_EXERCISE DIRECTIONS_. Here is a listing. Set it down again exactly.

_SUPPLIED RECORDS_.

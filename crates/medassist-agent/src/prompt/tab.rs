//! Query context tabs.

use serde::{Deserialize, Serialize};

/// The context a query was asked from; selects the system prompt.
#[derive(Debug, Clone, Copy, PartialEq, Eq, Hash, Default, Serialize, Deserialize)]
#[serde(rename_all = "snake_case")]
pub enum Tab {
    /// Alternative medications.
    Alternatives,

    /// Generic versions of branded medicines.
    GenericMedicines,

    /// Finding a specific medication.
    #[default]
    MedicineFinder,
}

impl Tab {
    /// Every tab, in display order.
    pub const ALL: [Tab; 3] = [
        Self::MedicineFinder,
        Self::GenericMedicines,
        Self::Alternatives,
    ];

    /// Resolve a tag or display title, case-insensitively.
    ///
    /// Unknown tags fall back to [`Tab::MedicineFinder`].
    pub fn from_tag(tag: &str) -> Self {
        Self::parse(tag).unwrap_or_else(|| {
            tracing::debug!(tag, "unknown tab tag, using medicine_finder");
            Self::MedicineFinder
        })
    }

    /// Strict variant of [`Tab::from_tag`].
    pub fn parse(tag: &str) -> Option<Self> {
        let tag = tag.trim();
        Self::ALL.into_iter().find(|tab| {
            tab.tag().eq_ignore_ascii_case(tag) || tab.title().eq_ignore_ascii_case(tag)
        })
    }

    /// Machine tag.
    pub fn tag(&self) -> &'static str {
        match self {
            Self::Alternatives => "alternatives",
            Self::GenericMedicines => "generic_medicines",
            Self::MedicineFinder => "medicine_finder",
        }
    }

    /// Display title.
    pub fn title(&self) -> &'static str {
        match self {
            Self::Alternatives => "Alternatives",
            Self::GenericMedicines => "Generic Medicines",
            Self::MedicineFinder => "Find Your Medicines",
        }
    }
}

impl std::fmt::Display for Tab {
    fn fmt(&self, f: &mut std::fmt::Formatter<'_>) -> std::fmt::Result {
        f.write_str(self.tag())
    }
}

_RESPONSE BOX_.
filename crates/medassist-agent/src/prompt/tab.rs
//! Query context tabs.

use serde::{Deserialize, Serialize};

/// The context a query was asked from; selects the system prompt.
#[derive(Debug, Clone, Copy, PartialEq, Eq, Hash, Default, Serialize, Deserialize)]
#[serde(rename_all = "snake_case")]
pub enum Tab {
    /// Alternative medications.
    Alternatives,

    /// Generic versions of branded medicines.
    GenericMedicines,

    /// Finding a specific medication.
    #[default]
    MedicineFinder,
}

impl Tab {
    /// Every tab, in display order.
    pub const ALL: [Tab; 3] = [
        Self::MedicineFinder,
        Self::GenericMedicines,
        Self::Alternatives,
    ];

    /// Resolve a tag or display title, case-insensitively.
    ///
    /// Unknown tags fall back to [`Tab::MedicineFinder`].
    pub fn from_tag(tag: &str) -> Self {
        Self::parse(tag).unwrap_or_else(|| {
            tracing::debug!(tag, "unknown tab tag, using medicine_finder");
            Self::MedicineFinder
        })
    }

    /// Strict variant of [`Tab::from_tag`].
    pub fn parse(tag: &str) -> Option<Self> {
        let tag = tag.trim();
        Self::ALL.into_iter().find(|tab| {
            tab.tag().eq_ignore_ascii_case(tag) || tab.title().eq_ignore_ascii_case(tag)
        })
    }

    /// Machine tag.
    pub fn tag(&self) -> &'static str {
        match self {
            Self::Alternatives => "alternatives",
            Self::GenericMedicines => "generic_medicines",
            Self::MedicineFinder => "medicine_finder",
        }
    }

    /// Display title.
    pub fn title(&self) -> &'static str {
        match self {
            Self::Alternatives => "Alternatives",
            Self::GenericMedicines => "Generic Medicines",
            Self::MedicineFinder => "Find Your Medicines",
        }
    }
}

impl std::fmt::Display for Tab {
    fn fmt(&self, f: &mut std::fmt::Formatter<'_>) -> std::fmt::Result {
        f.write_str(self.tag())
    }
}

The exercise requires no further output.